Graphical user interfaces have the power to create visual and interactive environments for abstract data spaces. The original term – before ’physical-office metaphor’ or ’desktop metaphor’ became common – was «user illusion». The term was coined at Xerox Parc in the 1970s [Tognazzini 96, p. 291]. Metaphorical concepts are useful for users to built an initial understanding of the computer system. On the flip side they narrow the perspective to functions that have no counterpart in the real world. For example, drag and drop of a document to a folder moves the object, whilst a drag and drop to a printer icon triggers a printing job. But does it also move the document icon into the printer? The system’s behavior is not guarded by the metaphor anymore. Users are also confused if items are rearranged by the computer. They expect persistence of spatial properties. Therefore a concept like Bruce Tognazzini’s intelligent folders tests the limit of the desktop metaphor.
Other interaction techniques use no metaphors at all. Point & shoot, for instance, is a technique to create hyperlinks in Adobe GoLive. A line is pulled out to connect link marker and link target with each other. It is plain abstract graphics and has no metaphorical correspondence with the real world [Müller-Prove 99].

User illusion is a more sweeping idea. The user does not have to keep in mind whether an aspect of an object is in accord with the metaphor or not. Alan Kay says, that the term has «clear connotations to the stage, theatrics, and magic» [Kay 90, p. 199]. But it should be an understandable kind of magic. The plain representation of paper on computer screens falls short compared to the possibilities of the medium. Kay argues, «it is the magical part that is all important and that must be most strongly attended to in the user interface design» [Ibid.]. Ted Nelson emphasizes this idea. In The Future of Information he suggests to consider software design as a new form of movie [Nelson 97a, p. 16]

Movies are systems of events on a screen that affect the heart and mind of the viewer. Software–even office software– is a system of events on a screen that affect the heart and mind of the participant, and interact with the participant–who is no longer a mere viewer.
That means that software is exactly what movies are, and more. Software is not just a branch, but the generalization of movies, not metaphorically but literally.

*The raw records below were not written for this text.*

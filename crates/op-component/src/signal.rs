//! The typed signal payloads exchanged between components.
//!
//! A tagged enum stands in for the reference model's dynamically downcast
//! signal base class: every producer/consumer pair agrees on a variant at
//! the port boundary, and a mismatch is an explicit `InvalidSignalType`
//! rather than a failed downcast discovered deep in a component.

use std::sync::Arc;

use op_core::Vector2d;
use op_world::VehicleParameters;

/// One point of a planned trajectory.
#[derive(Clone, Copy, Debug, PartialEq)]
pub struct TrajectoryPoint {
    pub time_ms: i64,
    pub position: Vector2d,
    pub velocity: f64,
    pub yaw: f64,
}

/// An agent's full kinematic state after a dynamics step, as published for
/// the world-sync task and any component needing the authoritative pose.
#[derive(Clone, Copy, Debug, PartialEq)]
pub struct KinematicState {
    pub position: Vector2d,
    pub yaw: f64,
    pub velocity: Vector2d,
    pub yaw_rate: f64,
    pub acceleration: Vector2d,
    pub yaw_acceleration: f64,
}

/// Sensor-reported state of a single nearby vehicle, as assembled by a
/// sensor component for a driver/algorithm component downstream.
#[derive(Clone, Copy, Debug, PartialEq)]
pub struct CarInfo {
    pub relative_position: Vector2d,
    pub relative_velocity: f64,
    pub lane_offset: f64,
}

/// Bundle a driver/algorithm component consumes: ego state plus the
/// sensed surrounding vehicles.
#[derive(Clone, Debug, PartialEq)]
pub struct DriverSensorBundle {
    pub ego_velocity: f64,
    pub ego_acceleration: f64,
    pub lane_width: f64,
    pub surrounding: Vec<CarInfo>,
}

/// An immutable, shared payload produced by one component's
/// [`update_output`](crate::component::Component::update_output) and
/// consumed by zero or more others in the same tick via
/// [`update_input`](crate::component::Component::update_input).
///
/// Cloning a `Signal` is cheap: every variant either is `Copy` or wraps its
/// payload in an `Arc`, so fan-out to multiple consumers never duplicates
/// the underlying data.
#[derive(Clone, Debug)]
pub enum Signal {
    Scalar(f64),
    Vector(Vector2d),
    KinematicState(KinematicState),
    VehicleParameters(Arc<VehicleParameters>),
    DriverSensorBundle(Arc<DriverSensorBundle>),
    Trajectory(Arc<Vec<TrajectoryPoint>>),
    CarInfoList(Arc<Vec<CarInfo>>),
}

impl Signal {
    pub fn as_scalar(&self) -> Option<f64> {
        match self {
            Signal::Scalar(v) => Some(*v),
            _ => None,
        }
    }

    pub fn as_driver_sensor_bundle(&self) -> Option<&DriverSensorBundle> {
        match self {
            Signal::DriverSensorBundle(v) => Some(v),
            _ => None,
        }
    }

    pub fn as_trajectory(&self) -> Option<&[TrajectoryPoint]> {
        match self {
            Signal::Trajectory(v) => Some(v),
            _ => None,
        }
    }

    pub fn as_car_info_list(&self) -> Option<&[CarInfo]> {
        match self {
            Signal::CarInfoList(v) => Some(v),
            _ => None,
        }
    }

    pub fn as_vehicle_parameters(&self) -> Option<&VehicleParameters> {
        match self {
            Signal::VehicleParameters(v) => Some(v),
            _ => None,
        }
    }

    pub fn as_vector(&self) -> Option<Vector2d> {
        match self {
            Signal::Vector(v) => Some(*v),
            _ => None,
        }
    }

    pub fn as_kinematic_state(&self) -> Option<KinematicState> {
        match self {
            Signal::KinematicState(v) => Some(*v),
            _ => None,
        }
    }
}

Theater, movie, and magic also point to consistency and aesthetic integrity in human interface design. The value of consistency is a gain in familiarity and predictability of software environments.
According to the Macintosh Human Interface Guidelines, aesthetic integrity means that «information is well organized and consistent with principles of visual design» [Apple 95, p. 11]. A graceful appearance is desirable for graphical user interfaces.